╭─ Dataset extract

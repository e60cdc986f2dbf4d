//! Incremental fragment source generation.
//!
//! The source is built in two buffers. The *header* collects global
//! declarations and helper functions; the *body* is the `cg_generated_source`
//! function that runs them. Layers are only generated when something reads
//! them: [`SourceAssembler::finish`] pulls the last layer, which pulls the
//! layers and texture lookups its combine arguments reference. Unreferenced
//! layers cost nothing.

use std::fmt::Write;
use std::sync::atomic::{AtomicBool, Ordering};

use super::boilerplate::fragment_prelude;
use super::combine_codegen::write_masked_combine;
use super::snippet_codegen::{HookFunction, write_declarations};
use crate::errors::Result;
use crate::pipeline::snippet::has_replace_hook;
use crate::pipeline::{
    AlphaFunc, CombineChannel, CombineFunc, CombineSource, LayerHandle, PipelineGraph,
    PipelineHandle, SnippetHook, TextureComponents,
};
use crate::settings::{DebugFlags, FragendSettings};

static MISSING_LAYER_WARNED: AtomicBool = AtomicBool::new(false);

/// What the generator reads while assembling one shader.
#[derive(Clone, Copy)]
pub(crate) struct CodegenContext<'a> {
    pub graph: &'a PipelineGraph,
    pub pipeline: PipelineHandle,
    pub settings: &'a FragendSettings,
}

#[derive(Debug, Clone, Copy, Default)]
struct UnitState {
    sampled: bool,
    combine_constant_used: bool,
}

#[derive(Debug, Clone, Copy)]
struct PendingLayer {
    layer: LayerHandle,
    index: u32,
    /// Layer index of the layer added before this one.
    previous: Option<u32>,
}

#[derive(Debug)]
pub(crate) struct SourceAssembler {
    header: String,
    source: String,
    pending: Vec<PendingLayer>,
    unit_state: Vec<UnitState>,
}

impl SourceAssembler {
    /// Emits the per-layer declarations and global snippets and opens the
    /// generated function.
    pub(crate) fn begin(cx: CodegenContext<'_>) -> Result<Self> {
        let layers = cx.graph.layers(cx.pipeline)?;
        let mut asm = Self {
            header: String::with_capacity(1024),
            source: String::with_capacity(512),
            pending: Vec::with_capacity(layers.len()),
            unit_state: vec![UnitState::default(); layers.len()],
        };

        let input = cx.settings.caps.input_keyword();
        for &layer in &layers {
            let index = cx.graph.layer_index(layer)?;
            let ty = cx.graph.layer_texture_type(layer)?;
            let _ = writeln!(asm.header, "{input} vec4 cg_tex_coord{index}_in;");
            let _ = writeln!(
                asm.header,
                "uniform sampler{} cg_sampler{index};",
                ty.target_suffix()
            );
        }

        write_declarations(
            &mut asm.header,
            SnippetHook::FragmentGlobals,
            cx.graph.snippets(cx.pipeline)?,
        );

        asm.source.push_str("void\ncg_generated_source ()\n{\n");
        Ok(asm)
    }

    /// Queues `layer`. Layers must be added in unit order.
    pub(crate) fn add_layer(&mut self, graph: &PipelineGraph, layer: LayerHandle) -> Result<()> {
        let index = graph.layer_index(layer)?;
        let previous = self.pending.last().map(|l| l.index);
        self.pending.push(PendingLayer {
            layer,
            index,
            previous,
        });
        Ok(())
    }

    /// Generates the code for the last layer and everything it depends on,
    /// then returns the complete shader source.
    pub(crate) fn finish(mut self, cx: CodegenContext<'_>) -> Result<String> {
        let snippets = cx.graph.snippets(cx.pipeline)?;

        if !has_replace_hook(snippets, SnippetHook::Fragment) {
            if let Some(last) = self.pending.last().map(|l| l.index) {
                self.ensure_layer_generated(cx, last)?;
                let _ = writeln!(self.source, "  cg_color_out = cg_layer{last};");
            } else {
                self.source.push_str("  cg_color_out = cg_color_in;\n");
            }

            if !cx.settings.caps.fixed_function_alpha_test {
                self.add_alpha_test(cx)?;
            }
        }

        self.source.push_str("}\n");

        HookFunction {
            hook: SnippetHook::Fragment,
            chain_function: "cg_generated_source",
            final_name: "main",
            function_prefix: "cg_fragment_hook",
            return_type: None,
            return_variable: "",
            arguments: "",
            argument_declarations: "",
        }
        .write(&mut self.source, snippets);

        let prelude = fragment_prelude(&cx.settings.caps)?;
        let mut full = String::with_capacity(prelude.len() + self.header.len() + self.source.len() + 1);
        full.push_str(&prelude);
        full.push('\n');
        full.push_str(&self.header);
        full.push_str(&self.source);
        Ok(full)
    }

    fn ensure_layer_generated(&mut self, cx: CodegenContext<'_>, index: u32) -> Result<()> {
        // Already generated when it is no longer pending.
        let Some(pos) = self.pending.iter().position(|l| l.index == index) else {
            return Ok(());
        };
        let pending = self.pending.remove(pos);
        let graph = cx.graph;

        let combine = graph.layer_combine(pending.layer)?;
        let snippets = graph.layer_snippets(pending.layer)?;

        let _ = writeln!(self.header, "vec4 cg_layer{index};");

        // A replaced layer must not pull in other layers: their globals
        // would stay uninitialised if nothing calls their generators.
        if !has_replace_hook(snippets, SnippetHook::LayerFragment) {
            self.ensure_args_for_channel(cx, pending, &combine.rgb)?;
            self.ensure_args_for_channel(cx, pending, &combine.alpha)?;

            let _ = write!(
                self.header,
                "vec4\ncg_real_generate_layer{index} ()\n{{\n  vec4 cg_layer;\n"
            );

            // DOT3_RGBA overrides the alpha function too.
            if !combine.needs_separate_channels() || combine.rgb.func == CombineFunc::Dot3Rgba {
                self.append_masked_combine(cx, pending, "rgba", &combine.rgb)?;
            } else {
                self.append_masked_combine(cx, pending, "rgb", &combine.rgb)?;
                self.append_masked_combine(cx, pending, "a", &combine.alpha)?;
            }

            self.header.push_str("  return cg_layer;\n}\n");
        }

        let chain_function = format!("cg_real_generate_layer{index}");
        let final_name = format!("cg_generate_layer{index}");
        HookFunction {
            hook: SnippetHook::LayerFragment,
            chain_function: &chain_function,
            final_name: &final_name,
            function_prefix: &final_name,
            return_type: Some("vec4"),
            return_variable: "cg_layer",
            arguments: "",
            argument_declarations: "",
        }
        .write(&mut self.header, snippets);

        let _ = writeln!(self.source, "  cg_layer{index} = cg_generate_layer{index} ();");
        Ok(())
    }

    fn ensure_args_for_channel(
        &mut self,
        cx: CodegenContext<'_>,
        pending: PendingLayer,
        channel: &CombineChannel,
    ) -> Result<()> {
        for (source, _) in channel.args() {
            self.ensure_arg_generated(cx, pending, source)?;
        }
        Ok(())
    }

    fn ensure_arg_generated(
        &mut self,
        cx: CodegenContext<'_>,
        pending: PendingLayer,
        source: CombineSource,
    ) -> Result<()> {
        match source {
            CombineSource::PrimaryColor => {}
            CombineSource::Constant => {
                let unit = cx.graph.layer_unit(pending.layer)?;
                match self.unit_state.get_mut(unit) {
                    Some(state) if !state.combine_constant_used => {
                        state.combine_constant_used = true;
                    }
                    _ => return Ok(()),
                }
                let _ = writeln!(
                    self.header,
                    "uniform vec4 _cg_layer_constant_{};",
                    pending.index
                );
            }
            CombineSource::Previous => {
                if let Some(previous) = pending.previous {
                    self.ensure_layer_generated(cx, previous)?;
                }
            }
            CombineSource::Texture => self.ensure_texture_lookup_generated(cx, pending.layer)?,
            CombineSource::TextureLayer(n) => {
                if let Some(other) = cx.graph.layer(cx.pipeline, n)? {
                    self.ensure_texture_lookup_generated(cx, other)?;
                }
            }
        }
        Ok(())
    }

    fn ensure_texture_lookup_generated(
        &mut self,
        cx: CodegenContext<'_>,
        layer: LayerHandle,
    ) -> Result<()> {
        let graph = cx.graph;
        let caps = &cx.settings.caps;
        let unit = graph.layer_unit(layer)?;
        match self.unit_state.get_mut(unit) {
            Some(state) if !state.sampled => state.sampled = true,
            _ => return Ok(()),
        }

        let index = graph.layer_index(layer)?;
        let ty = graph.layer_texture_type(layer)?;
        let target = ty.target_suffix();

        let _ = writeln!(self.header, "vec4 cg_texel{index};");

        let _ = write!(
            self.source,
            "  cg_texel{index} = cg_texture_lookup{index} (cg_sampler{index}, "
        );
        if graph.layer_point_sprite_coords(layer)? {
            self.source.push_str("vec4 (cg_point_coord, 0.0, 1.0)");
        } else {
            let _ = write!(self.source, "cg_tex_coord{index}_in");
        }
        self.source.push_str(");\n");

        let snippets = graph.layer_snippets(layer)?;

        // No need for the real lookup when a snippet replaces it.
        if !has_replace_hook(snippets, SnippetHook::TextureLookup) {
            let _ = write!(
                self.header,
                "vec4\ncg_real_texture_lookup{index} (sampler{target} tex,\n\
                 {:indent$}vec4 coords)\n{{\n",
                "",
                indent = "cg_real_texture_lookup (".len() + index.to_string().len(),
            );

            if cx.settings.debug.contains(DebugFlags::DISABLE_TEXTURING) {
                self.header.push_str("  return vec4 (1.0, 1.0, 1.0, 1.0);\n");
            } else {
                let lookup = format!(
                    "{} (tex, coords.{})",
                    caps.texture_function(ty),
                    ty.coord_swizzle()
                );
                match graph.layer_texture_components(layer)? {
                    // Stored in the red channel.
                    TextureComponents::Alpha if !caps.alpha_textures => {
                        let _ = writeln!(self.header, "  return vec4 (0.0, 0.0, 0.0, {lookup}.r);");
                    }
                    // Stored as RGBA with undefined blue and alpha.
                    TextureComponents::Rg if !caps.texture_rg => {
                        let _ = writeln!(self.header, "  return vec4 ({lookup}.rg, 0.0, 1.0);");
                    }
                    _ => {
                        let _ = writeln!(self.header, "  return {lookup};");
                    }
                }
            }

            self.header.push_str("}\n");
        }

        let chain_function = format!("cg_real_texture_lookup{index}");
        let final_name = format!("cg_texture_lookup{index}");
        let function_prefix = format!("cg_texture_lookup_hook{index}");
        let argument_declarations = format!("sampler{target} cg_sampler, vec4 cg_tex_coord");
        HookFunction {
            hook: SnippetHook::TextureLookup,
            chain_function: &chain_function,
            final_name: &final_name,
            function_prefix: &function_prefix,
            return_type: Some("vec4"),
            return_variable: "cg_texel",
            arguments: "cg_sampler, cg_tex_coord",
            argument_declarations: &argument_declarations,
        }
        .write(&mut self.header, snippets);

        Ok(())
    }

    fn append_masked_combine(
        &mut self,
        cx: CodegenContext<'_>,
        pending: PendingLayer,
        swizzle: &str,
        channel: &CombineChannel,
    ) -> Result<()> {
        let mut bases: [String; 3] = Default::default();
        for (i, (source, _)) in channel.args().enumerate() {
            bases[i] = self.arg_base(cx, pending, source)?;
        }
        write_masked_combine(&mut self.header, swizzle, channel, &bases);
        Ok(())
    }

    /// The `vec4` expression a combine source reads.
    fn arg_base(
        &self,
        cx: CodegenContext<'_>,
        pending: PendingLayer,
        source: CombineSource,
    ) -> Result<String> {
        Ok(match source {
            CombineSource::Texture => format!("cg_texel{}", pending.index),
            CombineSource::Constant => format!("_cg_layer_constant_{}", pending.index),
            CombineSource::Previous => match pending.previous {
                Some(previous) => format!("cg_layer{previous}"),
                None => "cg_color_in".to_string(),
            },
            CombineSource::PrimaryColor => "cg_color_in".to_string(),
            CombineSource::TextureLayer(n) => match cx.graph.layer(cx.pipeline, n)? {
                Some(other) => format!("cg_texel{}", cx.graph.layer_index(other)?),
                None => {
                    if !MISSING_LAYER_WARNED.swap(true, Ordering::Relaxed) {
                        log::warn!(
                            "The application is trying to use a texture combine with a layer \
                             number that does not exist"
                        );
                    }
                    "vec4 (1.0, 1.0, 1.0, 1.0)".to_string()
                }
            },
        })
    }

    fn add_alpha_test(&mut self, cx: CodegenContext<'_>) -> Result<()> {
        // Inverted: the fragment is discarded when the test fails.
        let discard_if = match cx.graph.alpha_func(cx.pipeline)? {
            AlphaFunc::Always => return Ok(()),
            AlphaFunc::Never => {
                self.source.push_str("  discard;\n");
                return Ok(());
            }
            AlphaFunc::Less => ">=",
            AlphaFunc::Equal => "!=",
            AlphaFunc::Lequal => ">",
            AlphaFunc::Greater => "<=",
            AlphaFunc::Notequal => "==",
            AlphaFunc::Gequal => "<",
        };

        self.header.push_str("uniform float _cg_alpha_test_ref;\n");
        let _ = write!(
            self.source,
            "  if (cg_color_out.a {discard_if} _cg_alpha_test_ref)\n    discard;\n"
        );
        Ok(())
    }
}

╰─

Throughout the records, the word "Copy" shows up on certain lines. Report how many lines, with only the number.

→ **Written reply**
3